The absence of composition change also rules out one category of authentication confusion common in other series. There are no transitional-alloy errors to watch for, no planchet-composition suspects, and no silver-to-clad switching year to anchor counterfeiting suspicion. Off-metal errors do exist as individual curiosities — the dossier notes a 1918-D struck on a cent planchet that realized $4,080 at Stack's Bowers in November 2025 — but these are genuine mint errors, not composition variants, and are priced on a one-of-a-kind basis rather than as a systematic series issue.
Authentication
The Buffalo nickel series has three serious authentication traps — the 1916 Doubled Die Obverse, the 1918/7-D overdate, and the 1937-D Three-Legged — plus a more diffuse problem with dateless coins and chemical date restoration. Current price levels make the asymmetry clear: the cost of a wrong call on a raw 1918/7-D or 1937-D Three-Legged is far larger than the cost of PCGS or NGC certification. The guidance below tracks what PCGS issue notes and major auction houses actually emphasize for each risk category.
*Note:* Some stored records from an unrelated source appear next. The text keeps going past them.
//! Configuration module for Wallet Sentry
//!
//! Uses defaults from utils/constants.rs, overridable through environment
//! variables (optionally loaded from `.env`).

use std::str::FromStr;
use std::time::Duration;
use tracing::info;

use crate::models::errors::{AppError, AppResult};
use crate::utils::constants::{
    DEFAULT_CACHE_TTL_SECS, DEFAULT_HTTP_TIMEOUT_SECS, DEFAULT_MAX_ATTEMPTS, DEFAULT_PORT,
    DEFAULT_RATE_LIMIT_PER_MIN,
};

/// Runtime configuration shared by the CLI and the API server
#[derive(Debug, Clone)]
pub struct SentryConfig {
    /// Bind address for the API server
    pub host: String,
    pub port: u16,
    /// Per-call timeout for explorer requests
    pub http_timeout: Duration,
    /// Attempts per endpoint before cascading
    pub max_attempts: u32,
    /// Snapshot cache TTL
    pub cache_ttl: Duration,
    /// Requests per minute per client IP
    pub rate_limit_per_min: u32,
    /// Enables Etherscan v2 as first EVM source. Never logged.
    pub etherscan_api_key: Option<String>,
}

impl Default for SentryConfig {
    fn default() -> Self {
        Self {
            host: "0.0.0.0".to_string(),
            port: DEFAULT_PORT,
            http_timeout: Duration::from_secs(DEFAULT_HTTP_TIMEOUT_SECS),
            max_attempts: DEFAULT_MAX_ATTEMPTS,
            cache_ttl: Duration::from_secs(DEFAULT_CACHE_TTL_SECS),
            rate_limit_per_min: DEFAULT_RATE_LIMIT_PER_MIN,
            etherscan_api_key: None,
        }
    }
}

impl SentryConfig {
    /// Load from `.env` (if present) and the process environment
    pub fn from_env() -> AppResult<Self> {
        let _ = dotenvy::dotenv();
        let config = Self::from_source(|key| std::env::var(key).ok())?;

        if config.etherscan_api_key.is_some() {
            info!("🔑 ETHERSCAN_API_KEY configured (key hidden for security)");
        }
        Ok(config)
    }

    /// Build from any key lookup. Empty values count as unset.
    pub fn from_source<F>(lookup: F) -> AppResult<Self>
    where
        F: Fn(&str) -> Option<String>,
    {
        let get = |key: &str| {
            lookup(key)
                .map(|v| v.trim().to_string())
                .filter(|v| !v.is_empty())
        };
        let defaults = Self::default();

        let port = match get("SENTRY_PORT").or_else(|| get("PORT")) {
            Some(raw) => parse_value("SENTRY_PORT", &raw)?,
            None => defaults.port,
        };

        let http_timeout = match get("SENTRY_HTTP_TIMEOUT_SECS") {
            Some(raw) => Duration::from_secs(parse_positive("SENTRY_HTTP_TIMEOUT_SECS", &raw)?),
            None => defaults.http_timeout,
        };

        let max_attempts = match get("SENTRY_HTTP_MAX_ATTEMPTS") {
            Some(raw) => parse_positive::<u32>("SENTRY_HTTP_MAX_ATTEMPTS", &raw)?,
            None => defaults.max_attempts,
        };

        let cache_ttl = match get("SENTRY_CACHE_TTL_SECS") {
            Some(raw) => Duration::from_secs(parse_value("SENTRY_CACHE_TTL_SECS", &raw)?),
            None => defaults.cache_ttl,
        };

        let rate_limit_per_min = match get("SENTRY_RATE_LIMIT_PER_MIN") {
            Some(raw) => parse_positive("SENTRY_RATE_LIMIT_PER_MIN", &raw)?,
            None => defaults.rate_limit_per_min,
        };

        let etherscan_api_key = get("ETHERSCAN_API_KEY").filter(|k| k != "YOUR_API_KEY");

        Ok(Self {
            host: get("SENTRY_HOST").unwrap_or(defaults.host),
            port,
            http_timeout,
            max_attempts,
            cache_ttl,
            rate_limit_per_min,
            etherscan_api_key,
        })
    }

    /// `host:port` for the listener
    pub fn bind_addr(&self) -> String {
        format!("{}:{}", self.host, self.port)
    }
}

fn parse_value<T: FromStr>(key: &str, raw: &str) -> AppResult<T> {
    raw.parse::<T>()
        .map_err(|_| AppError::invalid_config(key, raw))
}

fn parse_positive<T>(key: &str, raw: &str) -> AppResult<T>
where
    T: FromStr + PartialOrd + Default,
{
    let value: T = parse_value(key, raw)?;
    if value <= T::default() {
        return Err(AppError::invalid_config(key, raw));
    }
    Ok(value)
}
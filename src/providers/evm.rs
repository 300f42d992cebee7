//! EVM adapters (Ethereum, Base, BSC)
//!
//! Two response shapes:
//! - plain JSON-RPC nodes: `eth_getBalance` + `eth_getTransactionCount`
//!   (no history, so the result is always partial)
//! - Etherscan v2 multichain API: balance, newest `txlist` page, oldest
//!   transaction for wallet age, proxy nonce for the count

use rust_decimal::Decimal;
use serde_json::{json, Value};
use tracing::debug;

use crate::models::errors::{AppError, AppResult};
use crate::models::types::{Chain, FetchedAccount, TxSummary};
use crate::providers::http::{extract_rpc_result, HttpClient};
use crate::providers::json::{as_i64, display_str, from_unix_secs, require};
use crate::utils::constants::MAX_RECENT_TXS;
use crate::utils::units::{format_raw, json_raw_amount, parse_hex_quantity, raw_to_chain_native};

// ============================================
// JSON-RPC NODES
// ============================================

pub async fn fetch_rpc(
    http: &HttpClient,
    url: &str,
    chain: Chain,
    address: &str,
) -> AppResult<FetchedAccount> {
    let balance = http
        .rpc_call(url, "eth_getBalance", json!([address, "latest"]))
        .await?;
    let balance = parse_rpc_quantity(&balance, chain)?;

    let account = FetchedAccount::new(balance).mark_partial();
    match http
        .rpc_call(url, "eth_getTransactionCount", json!([address, "latest"]))
        .await
        .and_then(|count| parse_nonce(&count))
    {
        Ok(nonce) => Ok(account.with_tx_count(nonce)),
        Err(e) => {
            debug!(chain = %chain, "eth_getTransactionCount failed: {}", e);
            Ok(account)
        }
    }
}

/// `eth_getBalance` result (hex wei) -> native amount
pub fn parse_rpc_quantity(result: &Value, chain: Chain) -> AppResult<Decimal> {
    let hex = result
        .as_str()
        .ok_or_else(|| AppError::invalid_response("Balance is not a hex string"))?;
    raw_to_chain_native(parse_hex_quantity(hex)?, chain)
}

pub fn parse_nonce(result: &Value) -> AppResult<u64> {
    let hex = result
        .as_str()
        .ok_or_else(|| AppError::invalid_response("Nonce is not a hex string"))?;
    u64::try_from(parse_hex_quantity(hex)?)
        .map_err(|_| AppError::invalid_response("Nonce out of range"))
}

// ============================================
// ETHERSCAN V2
// ============================================

pub async fn fetch_etherscan(
    http: &HttpClient,
    base_url: &str,
    chain_id: u64,
    api_key: &str,
    chain: Chain,
    address: &str,
) -> AppResult<FetchedAccount> {
    let query = |params: &str| {
        format!(
            "{}?chainid={}&module=account&{}&address={}&apikey={}",
            base_url, chain_id, params, address, api_key
        )
    };

    let balance_doc = http.get_json(&query("action=balance&tag=latest")).await?;
    let balance = parse_etherscan_balance(&balance_doc, chain)?;
    let mut account = FetchedAccount::new(balance);

    let newest = http
        .get_json(&query(&format!(
            "action=txlist&startblock=0&endblock=99999999&page=1&offset={}&sort=desc",
            MAX_RECENT_TXS
        )))
        .await
        .and_then(|doc| parse_etherscan_txlist(&doc, address, chain));
    let oldest = http
        .get_json(&query(
            "action=txlist&startblock=0&endblock=99999999&page=1&offset=1&sort=asc",
        ))
        .await
        .and_then(|doc| parse_etherscan_txlist(&doc, address, chain));
    let nonce_url = format!(
        "{}?chainid={}&module=proxy&action=eth_getTransactionCount&address={}&tag=latest&apikey={}",
        base_url, chain_id, address, api_key
    );
    let nonce = http
        .get_json(&nonce_url)
        .await
        .and_then(extract_rpc_result)
        .and_then(|n| parse_nonce(&n));

    match (newest, oldest) {
        (Ok(newest), Ok(oldest)) => {
            let first_seen = oldest.first().and_then(|tx| tx.timestamp);
            let listed = newest.len() as u64;
            account = account
                .with_first_seen(first_seen)
                .with_transactions(newest)
                .with_tx_count(listed);
        }
        (newest, oldest) => {
            debug!(chain = %chain, "Etherscan history incomplete");
            if let Ok(newest) = newest {
                account.tx_count = newest.len() as u64;
                account = account.with_transactions(newest);
            }
            if let Ok(oldest) = oldest {
                account.first_seen = oldest.first().and_then(|tx| tx.timestamp);
            }
            account = account.mark_partial();
        }
    }

    // The nonce only counts outgoing transactions; the page length is a lower bound too
    if let Ok(nonce) = nonce {
        account.tx_count = account.tx_count.max(nonce);
    }
    Ok(account)
}

/// Etherscan envelope: `{"status":"1","message":"OK","result":...}`
fn etherscan_result(doc: &Value) -> AppResult<&Value> {
    let result = require(doc, "/result")?;
    match doc.get("status").and_then(Value::as_str) {
        Some("1") => Ok(result),
        // "No transactions found" is a valid empty page
        Some("0") if result.as_array().map_or(false, |a| a.is_empty()) => Ok(result),
        _ => {
            let message = result
                .as_str()
                .or_else(|| doc.get("message").and_then(Value::as_str))
                .unwrap_or("unknown error");
            Err(AppError::invalid_response(format!("Etherscan error: {}", message)))
        }
    }
}

pub fn parse_etherscan_balance(doc: &Value, chain: Chain) -> AppResult<Decimal> {
    let raw = json_raw_amount(etherscan_result(doc)?)
        .ok_or_else(|| AppError::invalid_response("Etherscan balance is not numeric"))?;
    raw_to_chain_native(raw, chain)
}

pub fn parse_etherscan_txlist(doc: &Value, address: &str, chain: Chain) -> AppResult<Vec<TxSummary>> {
    let entries = etherscan_result(doc)?
        .as_array()
        .ok_or_else(|| AppError::invalid_response("txlist result is not an array"))?;

    Ok(entries
        .iter()
        .map(|tx| {
            let from = display_str(tx, "from");
            let value = json_raw_amount(tx.get("value").unwrap_or(&Value::Null))
                .map(|raw| {
                    let sign = if from.eq_ignore_ascii_case(address) { "-" } else { "" };
                    format!("{}{}", sign, format_raw(raw, chain))
                })
                .unwrap_or_else(|| "-".to_string());
            TxSummary {
                hash: display_str(tx, "hash"),
                timestamp: tx.get("timeStamp").and_then(as_i64).and_then(from_unix_secs),
                from,
                to: display_str(tx, "to"),
                value,
            }
        })
        .collect())
}
//! Utils Module - Helper Functions & Shared Utilities
//!
//! Constants, unit conversion, the snapshot cache and lookup telemetry.

pub mod cache;
pub mod constants;
pub mod telemetry;
pub mod units;

pub use cache::*;
pub use constants::*;
pub use telemetry::*;
pub use units::*;
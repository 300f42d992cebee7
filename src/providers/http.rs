//! Explorer HTTP Client
//!
//! One shared `reqwest` client for every block-explorer call:
//! 1. User-Agent header (several public explorers reject anonymous agents)
//! 2. Gzip compression
//! 3. Per-call timeout
//! 4. Exponential backoff with jitter on retryable failures (timeout, 429,
//!    connection refused), bounded by `max_attempts` per endpoint
//! 5. JSON-RPC envelope handling (error object, missing result)

use rand::Rng;
use reqwest::header::{HeaderMap, HeaderValue, ACCEPT, ACCEPT_ENCODING, USER_AGENT};
use reqwest::{RequestBuilder, StatusCode};
use serde_json::{json, Value};
use std::time::Duration;
use tracing::{debug, warn};

use crate::models::config::SentryConfig;
use crate::models::errors::{AppError, AppResult};
use crate::utils::constants::{
    RETRY_BASE_MS, RETRY_JITTER_PERCENT, RETRY_MAX_MS, USER_AGENT as USER_AGENT_CONST,
};

/// Shared HTTP client with retry policy
#[derive(Clone)]
pub struct HttpClient {
    client: reqwest::Client,
    max_attempts: u32,
}

impl HttpClient {
    pub fn new(timeout: Duration, max_attempts: u32) -> AppResult<Self> {
        Ok(Self {
            client: Self::build_client(timeout)?,
            max_attempts: max_attempts.max(1),
        })
    }

    pub fn from_config(config: &SentryConfig) -> AppResult<Self> {
        Self::new(config.http_timeout, config.max_attempts)
    }

    /// Build HTTP client with custom headers and gzip
    fn build_client(timeout: Duration) -> AppResult<reqwest::Client> {
        let mut headers = HeaderMap::new();
        headers.insert(USER_AGENT, HeaderValue::from_static(USER_AGENT_CONST));
        headers.insert(ACCEPT, HeaderValue::from_static("application/json"));
        headers.insert(ACCEPT_ENCODING, HeaderValue::from_static("gzip"));

        reqwest::Client::builder()
            .default_headers(headers)
            .timeout(timeout)
            .gzip(true)
            .build()
            .map_err(|e| AppError::internal(format!("Failed to build HTTP client: {}", e)))
    }

    /// GET a JSON document
    pub async fn get_json(&self, url: &str) -> AppResult<Value> {
        self.with_retry(url, || self.client.get(url)).await
    }

    /// POST a JSON body, expect a JSON document back
    pub async fn post_json(&self, url: &str, body: &Value) -> AppResult<Value> {
        self.with_retry(url, || self.client.post(url).json(body)).await
    }

    /// Execute a JSON-RPC 2.0 call and return its `result`
    pub async fn rpc_call(&self, url: &str, method: &str, params: Value) -> AppResult<Value> {
        let payload = json!({
            "jsonrpc": "2.0",
            "method": method,
            "params": params,
            "id": 1
        });
        let response = self.post_json(url, &payload).await?;
        extract_rpc_result(response)
    }

    async fn with_retry<F>(&self, url: &str, build: F) -> AppResult<Value>
    where
        F: Fn() -> RequestBuilder,
    {
        let mut attempt = 0;
        loop {
            if attempt > 0 {
                let delay = backoff_delay(attempt);
                debug!(
                    "⏳ Retry {}/{} for {} after {}ms",
                    attempt + 1,
                    self.max_attempts,
                    url,
                    delay.as_millis()
                );
                tokio::time::sleep(delay).await;
            }

            match Self::execute(build()).await {
                Ok(value) => return Ok(value),
                Err(e) if e.is_retryable() && attempt + 1 < self.max_attempts => {
                    warn!(url = %url, code = e.code_str(), "⚠️ Retryable explorer failure: {}", e);
                    attempt += 1;
                }
                Err(e) => return Err(e),
            }
        }
    }

    async fn execute(request: RequestBuilder) -> AppResult<Value> {
        let response = request.send().await?;

        let status = response.status();
        if status == StatusCode::TOO_MANY_REQUESTS {
            return Err(AppError::rate_limited());
        }
        if !status.is_success() {
            return Err(AppError::bad_status(status.as_u16()));
        }

        let body = response.bytes().await?;
        Ok(serde_json::from_slice(&body)?)
    }
}

/// Exponential backoff (base doubling, capped) with ±jitter
pub fn backoff_delay(attempt: u32) -> Duration {
    let exp = attempt.saturating_sub(1).min(16);
    let capped = RETRY_BASE_MS.saturating_mul(1u64 << exp).min(RETRY_MAX_MS);
    let jitter_range = (capped * RETRY_JITTER_PERCENT / 100) as i64;
    let jitter = if jitter_range > 0 {
        rand::thread_rng().gen_range(-jitter_range..=jitter_range)
    } else {
        0
    };
    Duration::from_millis((capped as i64 + jitter).max(50) as u64)
}

/// Unwrap a JSON-RPC response envelope
pub fn extract_rpc_result(mut response: Value) -> AppResult<Value> {
    if let Some(error) = response.get("error").filter(|e| !e.is_null()) {
        let code = error.get("code").and_then(Value::as_i64).unwrap_or(0);
        let message = error
            .get("message")
            .and_then(Value::as_str)
            .unwrap_or("unknown error");
        return Err(AppError::rpc_error(code, message));
    }

    match response.get_mut("result").map(Value::take) {
        Some(result) if !result.is_null() => Ok(result),
        _ => Err(AppError::missing_field("result")),
    }
}

#[cfg(test)]
mod tests {
    use super::*;
    use crate::models::errors::ErrorCode;

    #[test]
    fn test_backoff_bounds() {
        for attempt in 1..10 {
            let delay = backoff_delay(attempt).as_millis() as u64;
            let max = RETRY_MAX_MS + RETRY_MAX_MS * RETRY_JITTER_PERCENT / 100;
            assert!(delay >= 50 && delay <= max, "attempt {} gave {}ms", attempt, delay);
        }
        let first = backoff_delay(1).as_millis() as u64;
        assert!(first <= RETRY_BASE_MS + RETRY_BASE_MS * RETRY_JITTER_PERCENT / 100);
    }

    #[test]
    fn test_rpc_result_extracted() {
        let result = extract_rpc_result(json!({"jsonrpc": "2.0", "id": 1, "result": "0x10"}));
        assert_eq!(result.unwrap(), json!("0x10"));
    }

    #[test]
    fn test_rpc_error_object() {
        let err = extract_rpc_result(json!({
            "jsonrpc": "2.0",
            "id": 1,
            "error": {"code": -32602, "message": "invalid address"}
        }))
        .unwrap_err();
        assert_eq!(err.code, ErrorCode::UpstreamRpcError);
        assert!(err.message.contains("invalid address"));
    }

    #[test]
    fn test_rpc_missing_result() {
        let err = extract_rpc_result(json!({"jsonrpc": "2.0", "id": 1, "result": null})).unwrap_err();
        assert_eq!(err.code, ErrorCode::UpstreamMissingField);
    }
}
The 1916 DDO is frequently imitated because the genuine variety commands $5,000 or more even in low circulated grades. The authentic doubling is dramatic and naked-eye visible on the date, lips, chin, and feathers simultaneously. A tiny shelf-edge mark confined to one element — one digit, one lip line — is not the genuine DDO. PCGS' feature article on the variety emphasizes that widespread, obvious doubling is the defining characteristic. Examining only the date area is insufficient; the portrait elements must also show the doubling clearly.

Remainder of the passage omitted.